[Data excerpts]
•••••

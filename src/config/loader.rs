//! Configuration loading from disk.

use std::fs;
use std::path::Path;

use crate::config::schema::RouterConfig;
use crate::config::validation::{validate_config, ValidationError};

/// Error type for configuration loading.
#[derive(Debug)]
pub enum ConfigError {
    Io(std::io::Error),
    Parse(toml::de::Error),
    Validation(Vec<ValidationError>),
}

impl std::fmt::Display for ConfigError {
    fn fmt(&self, f: &mut std::fmt::Formatter<'_>) -> std::fmt::Result {
        match self {
            ConfigError::Io(e) => write!(f, "IO error: {}", e),
            ConfigError::Parse(e) => write!(f, "Parse error: {}", e),
            ConfigError::Validation(errors) => {
                write!(f, "Validation failed: ")?;
                for (i, err) in errors.iter().enumerate() {
                    if i > 0 {
                        write!(f, ", ")?;
                    }
                    write!(f, "{}", err)?;
                }
                Ok(())
            }
        }
    }
}

impl std::error::Error for ConfigError {
    fn source(&self) -> Option<&(dyn std::error::Error + 'static)> {
        match self {
            ConfigError::Io(e) => Some(e),
            ConfigError::Parse(e) => Some(e),
            ConfigError::Validation(_) => None,
        }
    }
}

/// Parse and validate configuration from TOML text.
pub fn parse_config(content: &str) -> Result<RouterConfig, ConfigError> {
    let config: RouterConfig = toml::from_str(content).map_err(ConfigError::Parse)?;

    validate_config(&config).map_err(ConfigError::Validation)?;

    Ok(config)
}

/// Load and validate configuration from a TOML file.
pub fn load_config(path: &Path) -> Result<RouterConfig, ConfigError> {
    let content = fs::read_to_string(path).map_err(ConfigError::Io)?;
    parse_config(&content)
}
//! Configuration schema definitions.
//!
//! This module defines the complete configuration structure for the router.
//! All types derive Serde traits for deserialization from config files.

use serde::{Deserialize, Serialize};

/// Root configuration for the host router.
#[derive(Debug, Clone, Deserialize, Serialize, Default)]
#[serde(default)]
pub struct RouterConfig {
    /// Route definitions mapping host names to backend groups.
    pub routes: Vec<RouteConfig>,

    /// Observability settings.
    pub observability: ObservabilityConfig,
}

/// Route configuration mapping a host pattern to a backend group.
#[derive(Debug, Clone, PartialEq, Eq, Deserialize, Serialize)]
pub struct RouteConfig {
    /// Route identifier for logging/metrics.
    pub name: String,

    /// Dotted host pattern; `*` matches any single label
    /// (e.g. "www.example.com", "*.example.com", "*").
    pub host: String,

    /// Backend group name to forward to.
    pub backend_group: String,
}

/// Observability configuration.
#[derive(Debug, Clone, Deserialize, Serialize)]
#[serde(default)]
pub struct ObservabilityConfig {
    /// Log level (trace, debug, info, warn, error).
    pub log_level: String,

    /// Enable metrics endpoint.
    pub metrics_enabled: bool,

    /// Metrics endpoint bind address.
    pub metrics_address: String,
}

impl Default for ObservabilityConfig {
    fn default() -> Self {
        Self {
            log_level: "info".to_string(),
            metrics_enabled: false,
            metrics_address: "0.0.0.0:9090".to_string(),
        }
    }
}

•••••

=== Problem description ===
Identify the lines in the entries that hold "Some" and return each one.

=== Answer to the problem ===
            ConfigError::Io(e) => Some(e),
            ConfigError::Parse(e) => Some(e),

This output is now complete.